The unemployment rate stood at 6.6 percent when Kennedy took office and at 3.4 percent when Johnson left it. The average over their eight years was 4.8 percent. When Clinton came in, unemployment was at 7.4 percent; it averaged 5.2 percent during his two terms and fell to 3.9 percent by the end. And for Reagan? Unemployment stood at 7.5 percent at his inauguration, and it averaged that same 7.5 percent during his entire eight years. The jobless rate was 5.4 percent when Reagan left office.

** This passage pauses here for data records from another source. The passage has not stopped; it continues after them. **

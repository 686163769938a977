//! services/api/src/bin/api.rs

use api_lib::{
    adapters::{completion_llm::OpenAiCompletionAdapter, db::PgRepository},
    config::Config,
    error::ApiError,
    web::{
        chat_handler, create_session_handler, get_session_handler, get_submission_handler,
        rest::ApiDoc, start_session_handler, state::AppState, submit_session_handler,
    },
};
use async_openai::{config::OpenAIConfig, Client};
use axum::{
    extract::DefaultBodyLimit,
    http::{
        header::{ACCEPT, AUTHORIZATION, CONTENT_TYPE},
        HeaderValue, Method,
    },
    routing::{get, post},
    Router,
};
use revision_core::{
    chat::{ChatOrchestrator, ChatSettings},
    grading::{GradingOrchestrator, GradingSettings},
    ledger::UsageLedger,
    lifecycle::SessionLifecycle,
    ports::{CompletionService, RepositoryService},
    worker::{spawn_grading_worker, NoRetry},
};
use sqlx::postgres::PgPoolOptions;
use std::sync::Arc;
use tower_http::cors::CorsLayer;
use tracing::info;
use tracing_subscriber::{layer::SubscriberExt, util::SubscriberInitExt};
use utoipa::OpenApi;
use utoipa_swagger_ui::SwaggerUi;

#[tokio::main]
async fn main() -> Result<(), ApiError> {
    // --- 1. Load Configuration & Set Up Logging ---
    let config = Arc::new(Config::from_env()?);
    tracing_subscriber::registry()
        .with(tracing_subscriber::EnvFilter::new(config.log_level.to_string()))
        .with(tracing_subscriber::fmt::layer())
        .init();
    info!("Configuration loaded. Starting server...");

    // --- 2. Connect to Database & Run Migrations ---
    info!("Connecting to database...");
    let db_pool = PgPoolOptions::new()
        .max_connections(5)
        .connect(&config.database_url)
        .await?;
    let repository = Arc::new(PgRepository::new(db_pool.clone()));
    info!("Running database migrations...");
    repository.run_migrations().await?;
    info!("Database migrations complete.");

    // --- 3. Initialize the Completion Gateway Adapters ---
    let openai_config = OpenAIConfig::new().with_api_key(
        config
            .openai_api_key
            .as_ref()
            .ok_or_else(|| ApiError::Internal("OPENAI_API_KEY is required".to_string()))?,
    );
    let openai_client = Client::with_config(openai_config);

    let grading_gateway: Arc<dyn CompletionService> = Arc::new(OpenAiCompletionAdapter::new(
        openai_client.clone(),
        config.grading_model.clone(),
    ));
    let chat_gateway: Arc<dyn CompletionService> = Arc::new(OpenAiCompletionAdapter::new(
        openai_client.clone(),
        config.chat_model.clone(),
    ));

    // --- 4. Wire the Core Components ---
    let repo: Arc<dyn RepositoryService> = repository.clone();
    let ledger = UsageLedger::new(repo.clone(), config.credit_policy());
    let lifecycle = SessionLifecycle::new(repo.clone());

    let grading_orchestrator = Arc::new(GradingOrchestrator::new(
        repo.clone(),
        grading_gateway,
        ledger.clone(),
        GradingSettings::default(),
    ));
    let (grading_queue, _worker_handle) = spawn_grading_worker(
        grading_orchestrator,
        Arc::new(NoRetry),
        config.grading_queue_capacity,
    );

    let chat = Arc::new(ChatOrchestrator::new(
        chat_gateway,
        ledger.clone(),
        ChatSettings::default(),
    ));

    // --- 5. Build the Shared AppState ---
    let app_state = Arc::new(AppState {
        config: config.clone(),
        repo,
        lifecycle,
        chat,
        grading_queue,
    });

    let cors = CorsLayer::new()
        .allow_origin("http://localhost:3000".parse::<HeaderValue>().unwrap())
        .allow_credentials(true)
        .allow_methods([Method::GET, Method::POST])
        .allow_headers([AUTHORIZATION, CONTENT_TYPE, ACCEPT]);

    // --- 6. Create the Web Router ---
    let api_router = Router::new()
        .route("/sessions", post(create_session_handler))
        .route("/sessions/{id}", get(get_session_handler))
        .route("/sessions/{id}/start", post(start_session_handler))
        .route("/sessions/{id}/submit", post(submit_session_handler))
        .route("/sessions/{id}/submission", get(get_submission_handler))
        .route("/chat", post(chat_handler))
        .layer(DefaultBodyLimit::max(2 * 1024 * 1024))
        .layer(cors)
        .with_state(app_state);

    // Merge the API router with the Swagger UI router for a complete application.
    let app = Router::new()
        .merge(api_router)
        .merge(SwaggerUi::new("/swagger-ui").url("/api-docs/openapi.json", ApiDoc::openapi()));

    // --- 7. Start the Server ---
    info!("Starting server on {}", config.bind_address);
    info!(
        "Swagger UI available at http://{}/swagger-ui",
        config.bind_address
    );
    let listener = tokio::net::TcpListener::bind(&config.bind_address).await?;
    axum::serve(listener, app).await?;

    Ok(())
}
//! Teacher-chat scenarios: the allowance gate and the usage-record trail.

mod common;

use std::sync::Arc;

use uuid::Uuid;

use common::{InMemoryRepository, ScriptedGateway};
use revision_core::chat::{ChatOrchestrator, ChatSettings};
use revision_core::domain::{MeteredAction, UsageRecord};
use revision_core::error::PracticeError;
use revision_core::ledger::{CreditPolicy, UsageLedger};
use revision_core::ports::ChatMessage;

fn orchestrator(
    repo: Arc<InMemoryRepository>,
    gateway: Arc<ScriptedGateway>,
    policy: CreditPolicy,
) -> ChatOrchestrator {
    ChatOrchestrator::new(
        gateway,
        UsageLedger::new(repo, policy),
        ChatSettings::default(),
    )
}

#[tokio::test]
async fn answered_turn_appends_a_usage_record() {
    let repo = Arc::new(InMemoryRepository::new());
    let gateway = Arc::new(ScriptedGateway::new());
    gateway.push_reply("Mitosis has four stages: prophase, metaphase, anaphase and telophase.");
    let chat = orchestrator(repo.clone(), gateway.clone(), CreditPolicy::default());
    let user = Uuid::new_v4();

    let reply = chat
        .send_message(user, None, &[], "What are the stages of mitosis?")
        .await
        .unwrap();
    assert!(reply.contains("prophase"));
    assert_eq!(repo.usage_len(), 1);
}

#[tokio::test]
async fn conversation_history_is_forwarded_in_order() {
    let repo = Arc::new(InMemoryRepository::new());
    let gateway = Arc::new(ScriptedGateway::new());
    gateway.push_reply("As I said, osmosis needs a gradient.");
    let chat = orchestrator(repo.clone(), gateway.clone(), CreditPolicy::default());

    let history = vec![
        ChatMessage::user("What is osmosis?"),
        ChatMessage::assistant("Movement of water across a membrane."),
    ];
    chat.send_message(Uuid::new_v4(), None, &history, "Why does it need a gradient?")
        .await
        .unwrap();
    assert_eq!(gateway.call_count(), 1);
}

#[tokio::test]
async fn daily_cap_blocks_before_the_gateway() {
    let repo = Arc::new(InMemoryRepository::new());
    let gateway = Arc::new(ScriptedGateway::new());
    gateway.push_reply("unused");
    let policy = CreditPolicy {
        chat_cost: 1,
        chat_daily_cap: 2,
        ..CreditPolicy::default()
    };
    let chat = orchestrator(repo.clone(), gateway.clone(), policy);
    let user = Uuid::new_v4();

    for _ in 0..2 {
        repo.push_usage(UsageRecord::new(user, MeteredAction::ChatMessage, 1, None));
    }

    let err = chat
        .send_message(user, None, &[], "One more question?")
        .await
        .unwrap_err();
    assert!(matches!(
        err,
        PracticeError::QuotaExceeded(MeteredAction::ChatMessage)
    ));
    assert_eq!(gateway.call_count(), 0);
    assert_eq!(repo.usage_len(), 2);
}

#[tokio::test]
async fn gateway_failure_records_no_usage() {
    let repo = Arc::new(InMemoryRepository::new());
    let gateway = Arc::new(ScriptedGateway::new());
    gateway.push_failure("upstream timeout");
    let chat = orchestrator(repo.clone(), gateway, CreditPolicy::default());

    let err = chat
        .send_message(Uuid::new_v4(), None, &[], "Hello?")
        .await
        .unwrap_err();
    assert!(matches!(err, PracticeError::GatewayFailure(_)));
    assert_eq!(repo.usage_len(), 0);
}

#[tokio::test]
async fn blank_messages_are_rejected() {
    let repo = Arc::new(InMemoryRepository::new());
    let gateway = Arc::new(ScriptedGateway::new());
    let chat = orchestrator(repo, gateway.clone(), CreditPolicy::default());

    let err = chat
        .send_message(Uuid::new_v4(), None, &[], "   ")
        .await
        .unwrap_err();
    assert!(matches!(
        err,
        PracticeError::Validation { field: "message", .. }
    ));
    assert_eq!(gateway.call_count(), 0);
}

Inflation did come down -- from just over 10 percent in the oil crisis year of 1980 to just over 3 percent in 1983. But at whose expense? Here the correct contrast is with FDR, who controlled inflation while doubling output over four years in World War II. In the process, Roosevelt leveled the pay distribution and created the modern American middle class.

Reagan's disinflation came from unemployment over 10 percent, from his attack on unions, and from high interest rates, which drove up the dollar and cheapened imports. Those measures bankrupted much of the manufacturing belt. They damaged the middle class. And they created a vast trade imbalance and a rising external debt whose consequences haunt us still. Precisely what Roosevelt built, in other words, Reagan did much to destroy.

Mythmaking especially surrounds Reagan's economic ideas, where memory blurs reality into romance. In truth Reagan's economic team was a shotgun marriage between ideologues, monetarists and supply-siders who couldn't stand one another. There was even a good-humored (though conservative) Keynesian mixed in -- Murray Weidenbaum, the first chairman of Reagan's Council of Economic Advisors.

....

Reagan inherited about a 7.5% unemployment rate when he took office in Jan. '81. By Jan. '83, a full TWO YEARS into "Reaganomics" the unemployment rate had ballooned to 10.8%! How's that for a market that is rejecting a president's agenda? The stock market was giving the exact same pessimistic opinion of the Reagan presidency. By August of 1982 the S&P 500 had dropped 22% from the start of the Reagan presidency. That was a full 19 month reaction to Reagan as opposed to the 6 week reaction to Obama the nuts on CNBC want us to listen to. I'd really love to hear Hannity or Limbaugh expain this away.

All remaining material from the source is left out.